De rechtbank Utrecht,
- verklaart het beroep gegrond;
- vernietigt de uitspraak op bezwaar;
- voorziet zelf in de zaak, verlaagt de waarde van het object naar de waardepeildatum
1 januari 2008 voor het belastingjaar 1 januari 2009 tot 1 januari 2010 op € 200.000,--
- verlaagt de opgelegde aanslag onroerendezaakbelastingen dienovereenkomstig;
- bepaalt dat deze uitspraak in de plaats treedt van de vernietigde uitspraak op bezwaar;
- bepaalt dat verweerder de proceskosten van eiser in de bezwaarfase dient te vergoeden ten bedrage van € 661,10, te betalen door verweerder aan eiser onder inhouding van de reeds betaalde proceskosten;
- veroordeelt verweerder in de kosten van dit geding ten bedrage van € 874,-- te betalen door verweerder aan eiser;
- bepaalt dat verweerder het door eiser betaalde griffierecht van € 41,-- aan hem vergoedt.

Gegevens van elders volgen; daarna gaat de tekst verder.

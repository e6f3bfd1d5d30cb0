//! Error types for bercon.

use std::io;

use thiserror::Error;

/// Result type alias for bercon operations.
pub type Result<T> = std::result::Result<T, Error>;

/// Main error type for bercon.
#[derive(Error, Debug)]
pub enum Error {
    // Configuration errors
    #[error("invalid message buffer size")]
    InvalidMessageBufferSize,

    #[error("keep-alive interval must be shorter than 45s")]
    InvalidKeepAlive,

    // Protocol errors
    #[error("protocol error: {0}")]
    Protocol(#[from] ProtocolError),

    #[error("login failed")]
    LoginFailed,

    /// An I/O operation or a full command exchange window elapsed. A client
    /// that keeps timing out is most likely disconnected and should be
    /// discarded.
    #[error("timeout")]
    Timeout,

    /// The client was closed while an operation was in flight.
    #[error("client closed")]
    Closed,

    // IO errors
    #[error("IO error: {0}")]
    Io(#[from] io::Error),
}

/// Packet parsing and validation errors.
#[derive(Error, Debug)]
pub enum ProtocolError {
    #[error("invalid packet size")]
    InvalidPacketSize,

    #[error("invalid header")]
    InvalidHeader,

    #[error("invalid end of header")]
    InvalidEndOfHeader,

    #[error("invalid checksum")]
    InvalidChecksum,

    #[error("unknown packet type: {0:#04x}")]
    UnknownPacketType(u8),

    #[error("invalid login response: {0:#04x}")]
    InvalidLoginResponse(u8),
}

impl Error {
    /// Check if error is retryable within a command exchange window.
    pub fn is_retryable(&self) -> bool {
        matches!(self, Self::Timeout)
    }
}
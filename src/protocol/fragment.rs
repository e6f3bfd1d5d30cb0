//! Reassembly of multi-packet command responses.

use std::collections::{HashMap, HashSet};

use super::CommandResponse;

/// Buffers fragments of multi-packet command responses, keyed by sequence
/// number, until every part has arrived.
///
/// Only the receiver task touches this, so no locking is involved. With at
/// most one command in flight there is at most one live entry at any time.
#[derive(Debug, Default)]
pub struct FragmentBuffer {
    pending: HashMap<u8, Reassembly>,
}

#[derive(Debug)]
struct Reassembly {
    parts: Vec<String>,
    missing: HashSet<u8>,
}

impl Reassembly {
    fn new(total: u8) -> Self {
        Self {
            parts: vec![String::new(); usize::from(total)],
            missing: (0..total).collect(),
        }
    }

    fn insert(&mut self, index: u8, body: String) {
        // A server lying about part_index must not panic us.
        if usize::from(index) >= self.parts.len() {
            return;
        }
        // Duplicates overwrite the slot; missing is already cleared.
        self.parts[usize::from(index)] = body;
        self.missing.remove(&index);
    }

    fn is_complete(&self) -> bool {
        self.missing.is_empty()
    }

    fn into_message(self) -> String {
        self.parts.concat()
    }
}

impl FragmentBuffer {
    pub fn new() -> Self {
        Self::default()
    }

    /// Store one fragment. Returns the full body, concatenated in part
    /// order, once every part of the sequence has arrived; the entry is
    /// released on completion.
    pub fn push(&mut self, response: CommandResponse) -> Option<String> {
        let (total, index) = response.multi?;

        let entry = self
            .pending
            .entry(response.sequence)
            .or_insert_with(|| Reassembly::new(total));
        entry.insert(index, response.body);

        if entry.is_complete() {
            let entry = self.pending.remove(&response.sequence)?;
            return Some(entry.into_message());
        }
        None
    }
}
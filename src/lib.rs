//! # bercon
//!
//! Async client for the BattlEye RCON (Remote Console) protocol used to
//! administer Arma / DayZ style game servers.
//!
//! The protocol runs over UDP: the client authenticates with a password,
//! submits console commands correlated by an 8-bit sequence number, and
//! receives unsolicited console broadcasts which it must acknowledge.
//! Command replies may be split across several datagrams and are reassembled
//! transparently. Because the server drops clients that stay silent for more
//! than 45 seconds, the client keeps the association alive with empty
//! command packets.
//!
//! ## Example
//!
//! ```no_run
//! use bercon::{Client, Config};
//!
//! # async fn run() -> bercon::Result<()> {
//! let client = Client::connect("192.168.1.10:2301", "password", Config::default()).await?;
//! let players = client.exec("players").await?;
//! println!("{players}");
//! client.close().await?;
//! # Ok(())
//! # }
//! ```

#![warn(clippy::all, clippy::pedantic, clippy::nursery)]
#![allow(clippy::module_name_repetitions)]
#![allow(clippy::must_use_candidate)]
#![allow(clippy::missing_errors_doc)]
#![allow(clippy::missing_const_for_fn)] // Many functions can't be const due to trait bounds
#![allow(clippy::return_self_not_must_use)] // Builder methods don't need must_use

pub mod client;
pub mod config;
pub mod error;
pub mod protocol;

pub use client::Client;
pub use config::Config;
pub use error::{Error, Result};

use std::time::Duration;

/// Library version
pub const VERSION: &str = env!("CARGO_PKG_VERSION");

/// Size of the read buffer for a single datagram, bounded by the MTU.
pub const MAX_MTU: usize = 1500;

/// Smallest possible packet: 6-byte header, end-of-header marker, payload
/// type and at least one body byte.
pub const MIN_PACKET_SIZE: usize = 9;

/// Inactivity window after which the server considers a client disconnected.
/// Command exchanges are retried up to this long before giving up.
pub const DISCONNECT_TIMEOUT: Duration = Duration::from_secs(45);

/// Prelude module for convenient imports
pub mod prelude {
    pub use crate::client::Client;
    pub use crate::config::Config;
    pub use crate::error::{Error, Result};
    pub use crate::protocol::{Packet, Response};
}
//! Inbound datagram pump.

use std::sync::Arc;
use std::time::Duration;

use tokio::net::UdpSocket;
use tokio::sync::mpsc::error::TrySendError;
use tokio::sync::{broadcast, mpsc};
use tokio::time;
use tracing::{debug, trace};

use super::sequence::SequenceCounter;
use crate::error::Error;
use crate::protocol::{self, FragmentBuffer, Packet, Response};
use crate::MAX_MTU;

/// Receiver half of the client: the sole reader of the socket and the sole
/// writer to the reply, login, error and message channels.
pub(super) struct Receiver {
    pub socket: Arc<UdpSocket>,
    pub timeout: Duration,
    pub sequence: Arc<SequenceCounter>,
    pub replies: mpsc::Sender<String>,
    pub login: mpsc::Sender<bool>,
    pub errors: mpsc::Sender<Error>,
    pub messages: mpsc::Sender<String>,
    pub shutdown: broadcast::Receiver<()>,
}

impl Receiver {
    pub async fn run(mut self) {
        let mut buf = vec![0u8; MAX_MTU];
        let mut fragments = FragmentBuffer::new();

        loop {
            let read = tokio::select! {
                _ = self.shutdown.recv() => return,
                read = time::timeout(self.timeout, self.socket.recv(&mut buf)) => read,
            };

            let n = match read {
                // Read deadline elapsed with nothing on the wire; the
                // deadline only exists to keep the loop responsive.
                Err(_) => continue,
                Ok(Err(e)) => {
                    self.report(Error::Io(e));
                    continue;
                }
                Ok(Ok(n)) => n,
            };

            match protocol::decode(&buf[..n]) {
                Ok(response) => {
                    if self.route(response, &mut fragments).await {
                        return;
                    }
                }
                Err(e) => self.report(e),
            }
        }
    }

    /// Route one decoded response. Returns `true` when shutdown was
    /// observed while publishing a reply.
    async fn route(&mut self, response: Response, fragments: &mut FragmentBuffer) -> bool {
        match response {
            Response::Login(success) => {
                // Single-shot: only the connect sequence listens. Anything
                // past the first outcome is dropped.
                let _ = self.login.try_send(success);
            }
            Response::Command(reply) => {
                // A reply for any other sequence number is stale or
                // unsolicited.
                if reply.sequence != self.sequence.current() {
                    trace!(sequence = reply.sequence, "dropping out-of-sequence reply");
                    return false;
                }

                let body = match reply.multi {
                    None => Some(reply.body),
                    Some(_) => fragments.push(reply),
                };
                if let Some(body) = body {
                    self.sequence.advance();
                    return self.publish(body).await;
                }
            }
            Response::Message(message) => {
                // Bounded queue; a full buffer drops the newest broadcast.
                if let Err(TrySendError::Full(_)) = self.messages.try_send(message.body) {
                    debug!("message buffer full, dropping broadcast");
                }
                // The server expects its sequence number echoed back. It
                // never replies to the ack, and write errors are ignored.
                let ack = Packet::message_ack(message.sequence);
                let _ = self.socket.send(&ack.encode()).await;
            }
        }
        false
    }

    /// Hand a complete reply to the pending exchange. Blocks until the
    /// dispatcher takes it or the client shuts down.
    async fn publish(&mut self, body: String) -> bool {
        tokio::select! {
            _ = self.shutdown.recv() => true,
            _ = self.replies.send(body) => false,
        }
    }

    fn report(&self, error: Error) {
        debug!(%error, "receive error");
        // Non-blocking: with no exchange pending there is nobody to tell,
        // and the read loop must stay live.
        let _ = self.errors.try_send(error);
    }
}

Aldus vastgesteld door mr. J.W. Veenendaal, als rechter en in het openbaar uitgesproken op 30 maart 2011.
mr. L.M. Janssens-Kleijn mr. J.W. Veenendaal
Rechtsmiddel
Tegen deze uitspraak kunnen partijen binnen zes weken na verzending van deze uitspraak hoger beroep instellen bij het gerechtshof te Amsterdam (belastingkamer), Postbus 1312, 1000 BH Amsterdam.

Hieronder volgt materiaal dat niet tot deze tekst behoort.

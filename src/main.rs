use clap::{Parser, Subcommand};
use imgnorm::config::{self, AppConfig, CONFIG_FILE_NAME};
use imgnorm::imaging::Quality;
use imgnorm::normalize::{Normalizer, NormalizerConfig};
use imgnorm::output;
use imgnorm::upload::LocalFileUpload;
use std::path::{Path, PathBuf};
use tracing_subscriber::EnvFilter;

/// Settings that override `imgnorm.toml`.
#[derive(clap::Args, Clone)]
struct OverrideArgs {
    /// WebP quality, 0-100
    #[arg(long, global = true)]
    quality: Option<u32>,

    /// Upper bound on the longer edge, in pixels
    #[arg(long, global = true)]
    max_dimension: Option<u32>,

    /// Do not copy sources into originals/ before normalizing
    #[arg(long, global = true)]
    no_backup: bool,
}

#[derive(Parser)]
#[command(name = "imgnorm")]
#[command(about = "Normalize images into size-bounded, opaque WebP derivatives")]
#[command(long_about = "\
Normalize images into size-bounded, opaque WebP derivatives

Every image is decoded, rotated according to its EXIF orientation,
flattened onto white, shrunk so its longer edge fits --max-dimension,
and written as lossy WebP next to the source (or to --output).

Before the first normalization, the raw source is copied to a sibling
originals/ directory. Existing backups are never overwritten.

Run 'imgnorm gen-config' to generate a documented imgnorm.toml.")]
#[command(version)]
struct Cli {
    /// Config file (defaults to ./imgnorm.toml when present)
    #[arg(long, global = true)]
    config: Option<PathBuf>,

    #[command(flatten)]
    overrides: OverrideArgs,

    #[command(subcommand)]
    command: Command,
}

#[derive(Subcommand)]
enum Command {
    /// Normalize a single image
    File {
        source: PathBuf,
        /// Output path (defaults to the source with a .webp extension)
        #[arg(long, short)]
        output: Option<PathBuf>,
    },
    /// Normalize every matching image under a directory
    Dir {
        root: PathBuf,
        /// Extension to include; repeat for several (defaults to config)
        #[arg(long = "ext")]
        extensions: Vec<String>,
        /// Print the batch report as JSON instead of a summary
        #[arg(long)]
        json: bool,
    },
    /// Stage a file as an upload into a folder and normalize it there
    Upload {
        file: PathBuf,
        folder: PathBuf,
        /// Save under this fixed stem instead of a timestamped name
        #[arg(long)]
        name: Option<String>,
    },
    /// Print a stock imgnorm.toml with all options documented
    GenConfig,
}

fn main() -> Result<(), Box<dyn std::error::Error>> {
    let cli = Cli::parse();
    init_tracing();

    if let Command::GenConfig = cli.command {
        print!("{}", config::stock_config_toml());
        return Ok(());
    }

    let app_config = load_app_config(cli.config.as_deref())?;
    let normalizer = Normalizer::new(apply_overrides(
        app_config.normalizer_config(),
        &cli.overrides,
    ));

    match cli.command {
        Command::GenConfig => {}
        Command::File {
            source,
            output: destination,
        } => {
            let outcome = normalizer.normalize(&source, destination.as_deref());
            output::print_normalize_outcome(&source, &outcome);
            if !outcome.ok {
                std::process::exit(1);
            }
        }
        Command::Dir {
            root,
            extensions,
            json,
        } => {
            let extensions = if extensions.is_empty() {
                app_config.batch.extensions.clone()
            } else {
                extensions
            };

            let (tx, rx) = std::sync::mpsc::channel();
            let printer = std::thread::spawn(move || {
                for event in rx {
                    for line in output::format_batch_event(&event) {
                        println!("{}", line);
                    }
                }
            });
            // With --json, dropping the sender ends the printer right away.
            let events = (!json).then_some(tx);
            let report =
                normalizer.normalize_directory(&root, Some(extensions.as_slice()), events);
            if printer.join().is_err() {
                tracing::warn!("progress printer panicked");
            }

            if json {
                println!("{}", serde_json::to_string_pretty(&report)?);
            } else {
                output::print_batch_report(&report);
            }
            if report.failed > 0 {
                std::process::exit(1);
            }
        }
        Command::Upload { file, folder, name } => {
            let upload = LocalFileUpload::new(file);
            let outcome = match name {
                Some(stem) => normalizer.normalize_upload_as(&upload, &folder, &stem),
                None => normalizer.normalize_upload(&upload, &folder),
            };
            output::print_upload_outcome(&outcome);
            if !outcome.ok {
                std::process::exit(1);
            }
        }
    }

    Ok(())
}

/// Log to stderr so stdout carries only command output (and `--json`).
fn init_tracing() {
    let filter =
        EnvFilter::try_from_default_env().unwrap_or_else(|_| EnvFilter::new("imgnorm=info"));
    tracing_subscriber::fmt()
        .with_env_filter(filter)
        .with_writer(std::io::stderr)
        .init();
}

/// An explicit `--config` must exist; the implicit `./imgnorm.toml` is optional.
fn load_app_config(explicit: Option<&Path>) -> Result<AppConfig, config::ConfigError> {
    match explicit {
        Some(path) if !path.exists() => Err(config::ConfigError::Io(std::io::Error::new(
            std::io::ErrorKind::NotFound,
            format!("config file not found: {}", path.display()),
        ))),
        Some(path) => config::load_config(path),
        None => config::load_config(Path::new(CONFIG_FILE_NAME)),
    }
}

fn apply_overrides(mut config: NormalizerConfig, overrides: &OverrideArgs) -> NormalizerConfig {
    if let Some(q) = overrides.quality {
        config.quality = Quality::new(q);
    }
    if let Some(max) = overrides.max_dimension {
        config.max_dimension = max.max(1);
    }
    if overrides.no_backup {
        config.backup_enabled = false;
    }
    config
}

De uitspraak van de rechtbank is bindend tussen partijen. Die binding heeft ook betekenis bij een eventueel vervolg van deze procedure, bijvoorbeeld indien het beroep gegrond wordt verklaard en verweerder een nieuw besluit moet nemen. Als een partij niet met hoger beroep opkomt tegen een oordeel van de rechtbank waarbij uitdrukkelijk en zonder voorbehoud een standpunt van die partij is verworpen, staat de bestuursrechter die partij in beginsel niet toe dat standpunt in een latere fase van de procedure opnieuw in te nemen.